Online Khabar
- Type: Online News Portal
- Founder: Dharma Raj Bhusal
- President: Dharma Raj Bhusal
- Editor-in-chief: Basanta Basnet
- Associate editor: Sudarshan Khatiwada
- Founded: 2006
- Language: Nepali & English
- Headquarters: Kathmandu, Nepal
- Website: Online Khabar (in Nepali) Online Khabar (in English)

= Online Khabar =

Nepali online news portal

Online Khabar is an independent private online news portal of Nepal established in 2006, providing news in Nepali and English languages. There is no print available from this media house. In 2014, it was one of the top 10 web news portal in Nepal. By 2020, it became the most viewed news portal from Nepal. The rise in online viewing of online newspapers including Online Khabar has been partially attributed to the Gorkha earthquake of 2015 during which the print media had stopped.
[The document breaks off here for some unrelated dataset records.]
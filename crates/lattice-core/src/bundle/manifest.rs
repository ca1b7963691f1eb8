use semver::Version;
use serde_json::Value;

use crate::bundle::BundleError;
use crate::kernel::constants::{BUNDLE_ACTIVATOR, BUNDLE_REQUIRES, BUNDLE_SYMBOLIC_NAME, BUNDLE_VERSION};
use crate::properties::Properties;

/// The validated part of a bundle's manifest headers.
#[derive(Debug, Clone, PartialEq)]
pub struct BundleManifest {
    /// Mandatory, non-empty.
    pub symbolic_name: String,
    /// `0.0.0` when the header is absent.
    pub version: Version,
    /// Whether the module exports an activator.
    pub activator: bool,
    /// Symbolic names that must be installed for the bundle to resolve.
    pub requires: Vec<String>,
    /// All headers, including the ones above.
    pub headers: Properties,
}

impl BundleManifest {
    pub fn parse(location: &str, headers: Properties) -> Result<Self, BundleError> {
        let invalid = |reason: String| BundleError::InvalidManifest { location: location.to_string(), reason };

        let symbolic_name = match headers.get(BUNDLE_SYMBOLIC_NAME) {
            Some(Value::String(name)) if !name.trim().is_empty() => name.trim().to_string(),
            Some(Value::String(_)) => return Err(invalid(format!("'{BUNDLE_SYMBOLIC_NAME}' is empty"))),
            Some(other) => return Err(invalid(format!("'{BUNDLE_SYMBOLIC_NAME}' must be a string, found {other}"))),
            None => return Err(invalid(format!("missing mandatory header '{BUNDLE_SYMBOLIC_NAME}'"))),
        };

        let version = match headers.get(BUNDLE_VERSION) {
            None | Some(Value::Null) => Version::new(0, 0, 0),
            Some(Value::String(text)) => {
                parse_version(text).map_err(|e| invalid(format!("invalid '{BUNDLE_VERSION}' '{text}': {e}")))?
            }
            Some(other) => return Err(invalid(format!("'{BUNDLE_VERSION}' must be a string, found {other}"))),
        };

        let activator = match headers.get(BUNDLE_ACTIVATOR) {
            None | Some(Value::Null) => false,
            Some(Value::Bool(flag)) => *flag,
            Some(other) => return Err(invalid(format!("'{BUNDLE_ACTIVATOR}' must be a boolean, found {other}"))),
        };

        let requires = match headers.get(BUNDLE_REQUIRES) {
            None | Some(Value::Null) => Vec::new(),
            Some(Value::String(name)) => vec![name.clone()],
            Some(Value::Array(items)) => items
                .iter()
                .map(|item| {
                    item.as_str()
                        .map(str::to_string)
                        .ok_or_else(|| invalid(format!("'{BUNDLE_REQUIRES}' entries must be strings, found {item}")))
                })
                .collect::<Result<_, _>>()?,
            Some(other) => return Err(invalid(format!("'{BUNDLE_REQUIRES}' must be a list, found {other}"))),
        };

        Ok(Self { symbolic_name, version, activator, requires, headers })
    }
}

/// Parses a version, padding missing minor and patch parts with zero.
pub fn parse_version(text: &str) -> Result<Version, semver::Error> {
    let text = text.trim();
    let (core, rest) = match text.find(['-', '+']) {
        Some(idx) => text.split_at(idx),
        None => (text, ""),
    };
    let padded = match core.split('.').count() {
        1 => format!("{core}.0.0{rest}"),
        2 => format!("{core}.0{rest}"),
        _ => text.to_string(),
    };
    Version::parse(&padded)
}
#[cfg(test)]
mod lifecycle_tests;
#[cfg(test)]
mod manifest_tests;
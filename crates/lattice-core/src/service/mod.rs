//! # Lattice Core Service Registry
//!
//! Services are interface-keyed objects published by bundles together with
//! a property dictionary. Consumers look them up through
//! [`ServiceReference`]s, which stay cheap to copy and simply become
//! invalid once the service is unregistered.
//!
//! ## Key Submodules
//! - `registry`: the by-class and by-registration indices and the
//!   get/unget bookkeeping, including the factory recursion guard.
//! - `registration`: the owner's handle ([`ServiceRegistration`]).
//! - `reference`: [`ServiceReference`] and its ranking order.
//! - `factory`: [`ServiceFactory`] and the [`ServiceObject`] forms a service
//!   can be registered as.
//! - `objects`: [`ServiceObjects`] for prototype-scoped instances.
//! - `hooks`: [`FindHook`]s that may hide references from a requester.
//!
//! ## Locking
//!
//! Locks are always taken in this order: registry tables, then a
//! registration's state, then its properties. Factories and listeners run
//! with none of them held.

pub mod error;
pub mod factory;
pub mod hooks;
pub mod objects;
pub mod reference;
pub mod registration;
pub mod registry;

use std::any::Any;
use std::collections::HashMap;
use std::fmt;
use std::sync::Arc;

use crate::kernel::constants::{SCOPE_BUNDLE, SCOPE_PROTOTYPE, SCOPE_SINGLETON};

pub use error::{ServiceError, ServiceErrorKind};
pub use factory::{PrototypeServiceFactory, ServiceFactory, ServiceObject};
pub use hooks::{FindHook, HookId, ServiceHooks};
pub use objects::ServiceObjects;
pub use reference::ServiceReference;
pub use registration::ServiceRegistration;
pub use registry::ServiceRegistry;

/// Numeric service id, unique within a framework instance.
pub type ServiceId = u64;

/// A service object as published under each of its interface names.
pub type InterfaceMap = HashMap<String, Arc<dyn Any + Send + Sync>>;
/// Shared handle to an [`InterfaceMap`] handed out to consumers.
pub type InterfaceMapPtr = Arc<InterfaceMap>;

/// Default interface name for a Rust type.
pub fn service_interface<T: ?Sized + 'static>() -> String {
    std::any::type_name::<T>().to_string()
}

/// Builds an interface map publishing `service` under the name of `T`.
pub fn interface_map<T: Any + Send + Sync>(service: Arc<T>) -> InterfaceMap {
    let mut map = InterfaceMap::new();
    map.insert(service_interface::<T>(), service as Arc<dyn Any + Send + Sync>);
    map
}

/// Extracts the object published under `T`'s interface name.
pub fn extract<T: Any + Send + Sync>(map: &InterfaceMap) -> Option<Arc<T>> {
    map.get(&service_interface::<T>()).and_then(|obj| obj.clone().downcast::<T>().ok())
}

/// How instances of a service are shared between consumers.
#[derive(Debug, Clone, Copy, PartialEq, Eq, Hash)]
pub enum ServiceScope {
    /// One object for everyone.
    Singleton,
    /// One factory-produced object per consuming bundle.
    Bundle,
    /// A factory-produced object per request through [`ServiceObjects`].
    Prototype,
}

impl ServiceScope {
    pub fn as_str(&self) -> &'static str {
        match self {
            ServiceScope::Singleton => SCOPE_SINGLETON,
            ServiceScope::Bundle => SCOPE_BUNDLE,
            ServiceScope::Prototype => SCOPE_PROTOTYPE,
        }
    }
}

impl fmt::Display for ServiceScope {
    fn fmt(&self, f: &mut fmt::Formatter<'_>) -> fmt::Result {
        f.write_str(self.as_str())
    }
}
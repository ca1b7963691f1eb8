use std::any::Any;
use std::fmt;
use std::sync::Arc;

use crate::bundle::Bundle;
use crate::service::{InterfaceMapPtr, ServiceError, ServiceReference, ServiceScope, service_interface};

/// Per-request access to a service on behalf of one bundle.
///
/// For prototype services every [`get_service`](Self::get_service) call
/// produces a new object that has to be handed back individually. For other
/// scopes it behaves like the context's `get_service`.
#[derive(Clone)]
pub struct ServiceObjects {
    reference: ServiceReference,
    consumer: Bundle,
}

impl ServiceObjects {
    pub(crate) fn new(reference: ServiceReference, consumer: Bundle) -> Self {
        Self { reference, consumer }
    }

    pub fn reference(&self) -> &ServiceReference {
        &self.reference
    }

    pub fn get_service_map(&self) -> Result<InterfaceMapPtr, ServiceError> {
        let id = self.reference.id();
        let framework = self.reference.framework().ok_or(ServiceError::Unavailable { service_id: id })?;
        let core = self.reference.resolve().ok_or(ServiceError::Unavailable { service_id: id })?;
        framework.services().get_prototype_service(&framework, &core, &self.consumer)
    }

    /// The object registered under `T`'s interface name, or `None` if the
    /// service does not publish `T`.
    pub fn get_service<T: Any + Send + Sync>(&self) -> Result<Option<(Arc<T>, InterfaceMapPtr)>, ServiceError> {
        let map = self.get_service_map()?;
        let object = match self.reference.interface() {
            Some(name) if name != service_interface::<T>() => None,
            _ => crate::service::extract::<T>(&map),
        };
        Ok(object.map(|obj| (obj, map)))
    }

    /// Releases an object obtained from this handle.
    pub fn unget_service(&self, service: &InterfaceMapPtr) -> Result<(), ServiceError> {
        let id = self.reference.id();
        let framework = self.reference.framework().ok_or(ServiceError::Unavailable { service_id: id })?;
        let core = self.reference.resolve().ok_or(ServiceError::Unavailable { service_id: id })?;
        framework.services().unget_prototype_service(&framework, &core, &self.consumer, service)
    }

    pub fn scope(&self) -> Option<ServiceScope> {
        self.reference.scope()
    }
}

impl fmt::Debug for ServiceObjects {
    fn fmt(&self, f: &mut fmt::Formatter<'_>) -> fmt::Result {
        f.debug_struct("ServiceObjects")
            .field("reference", &self.reference)
            .field("consumer", &self.consumer.id())
            .finish()
    }
}
impl<K: Ord + Hash + Copy, E: Clone> ListenerTable<K, E> {
    fn new() -> Self {
        Self { entries: BTreeMap::new(), identities: HashMap::new() }
    }

    fn insert(&mut self, key: K, token: ListenerToken, identity: Option<ListenerIdentity>, entry: E) {
        if let Some(identity) = identity {
            self.identities.entry((key, identity)).or_default().insert(token);
        }
        self.entries.entry(key).or_default().insert(token, (identity, entry));
    }

    fn remove(&mut self, key: K, token: ListenerToken) -> bool {
        let Some(tokens) = self.entries.get_mut(&key) else {
            return false;
        };
        let Some((identity, _)) = tokens.remove(&token) else {
            return false;
        };
        if tokens.is_empty() {
            self.entries.remove(&key);
        }
        if let Some(identity) = identity {
            self.forget_identity(key, identity, token);
        }
        true
    }

    fn forget_identity(&mut self, key: K, identity: ListenerIdentity, token: ListenerToken) {
        if let Some(tokens) = self.identities.get_mut(&(key, identity)) {
            tokens.remove(&token);
            if tokens.is_empty() {
                self.identities.remove(&(key, identity));
            }
        }
    }

    fn remove_identity(&mut self, key: K, identity: ListenerIdentity) -> bool {
        let oldest = self.identities.get(&(key, identity)).and_then(|tokens| tokens.first().copied());
        match oldest {
            Some(token) => self.remove(key, token),
            None => false,
        }
    }

    fn remove_key(&mut self, key: K) -> usize {
        let removed = self.entries.remove(&key).unwrap_or_default();
        for (token, (identity, _)) in &removed {
            if let Some(identity) = identity {
                self.forget_identity(key, *identity, *token);
            }
        }
        removed.len()
    }

    fn snapshot(&self) -> Vec<(ListenerToken, E)> {
        self.entries
            .values()
            .flat_map(|tokens| tokens.iter().map(|(token, (_, entry))| (*token, entry.clone())))
            .collect()
    }

    fn len(&self) -> usize {
        self.entries.values().map(BTreeMap::len).sum()
    }

    fn clear(&mut self) {
        self.entries.clear();
        self.identities.clear();
    }
}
The news agency actively advocates free journalism by taking part against media censorship by the state. The journalist of the media has been attacked by police in some incidents. For instance, a photo journalist was attacked by a police while taking a photo of the arrest of a civil servant inside Singha Durbar.

Online Khabar bought Himalaya TV to provided converged content to Nepali audiences.

In 2020, the COVID-19 pandemic reporting was done by the news portal without any official confirmation.